[Saved data entries]
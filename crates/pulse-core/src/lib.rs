//! # Pulse Core
//!
//! Latency probes for blockchain RPC providers and the pipeline that pushes the
//! measurements to a line-protocol backend.
//!
//! - **[`probe`]**: HTTP and WebSocket probes. Each performs one measured attempt
//!   against one provider endpoint.
//!
//! - **[`metric`]**: A probe bound to a label set, with the collect lifecycle and
//!   line-protocol rendering.
//!
//! - **[`chains`]**: Supported blockchains and their built-in probe catalogue.
//!
//! - **[`registry`]**: Blockchain → metric kinds mapping and the factory that
//!   instantiates metrics per provider.
//!
//! - **[`pipeline`]**: One invocation: create, collect concurrently, render, push.
//!
//! - **[`push`]**: Delivery to the backend with a fixed-delay retry schedule.
//!
//! - **[`config`]**: Layered application configuration and the endpoints document.
//!
//! ## Invocation Flow
//!
//! ```text
//! EndpointsDocument ──► providers for chain
//!                              │
//!                              ▼
//!                  MetricRegistry::create (per provider)
//!                              │
//!                              ▼
//!                  RunContext ── join_all(collect) ──► probes
//!                              │
//!                              ▼
//!                   payload (one line per value)
//!                              │
//!                              ▼
//!                  MetricsPusher ──► backend (retry, fixed delay)
//! ```

pub mod chains;
pub mod config;
pub mod labels;
pub mod metric;
pub mod pipeline;
pub mod probe;
pub mod push;
pub mod registry;
pub mod types;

■ ABOUT THIS TASK
Without omitting any record, transcribe the data exactly.

■ RESPONSE BOX
filename crates/pulse-core/src/lib.rs
//! # Pulse Core
//!
//! Latency probes for blockchain RPC providers and the pipeline that pushes the
//! measurements to a line-protocol backend.
//!
//! - **[`probe`]**: HTTP and WebSocket probes. Each performs one measured attempt
//!   against one provider endpoint.
//!
//! - **[`metric`]**: A probe bound to a label set, with the collect lifecycle and
//!   line-protocol rendering.
//!
//! - **[`chains`]**: Supported blockchains and their built-in probe catalogue.
//!
//! - **[`registry`]**: Blockchain → metric kinds mapping and the factory that
//!   instantiates metrics per provider.
//!
//! - **[`pipeline`]**: One invocation: create, collect concurrently, render, push.
//!
//! - **[`push`]**: Delivery to the backend with a fixed-delay retry schedule.
//!
//! - **[`config`]**: Layered application configuration and the endpoints document.
//!
//! ## Invocation Flow
//!
//! ```text
//! EndpointsDocument ──► providers for chain
//!                              │
//!                              ▼
//!                  MetricRegistry::create (per provider)
//!                              │
//!                              ▼
//!                  RunContext ── join_all(collect) ──► probes
//!                              │
//!                              ▼
//!                   payload (one line per value)
//!                              │
//!                              ▼
//!                  MetricsPusher ──► backend (retry, fixed delay)
//! ```

pub mod chains;
pub mod config;
pub mod labels;
pub mod metric;
pub mod pipeline;
pub mod probe;
pub mod push;
pub mod registry;
pub mod types;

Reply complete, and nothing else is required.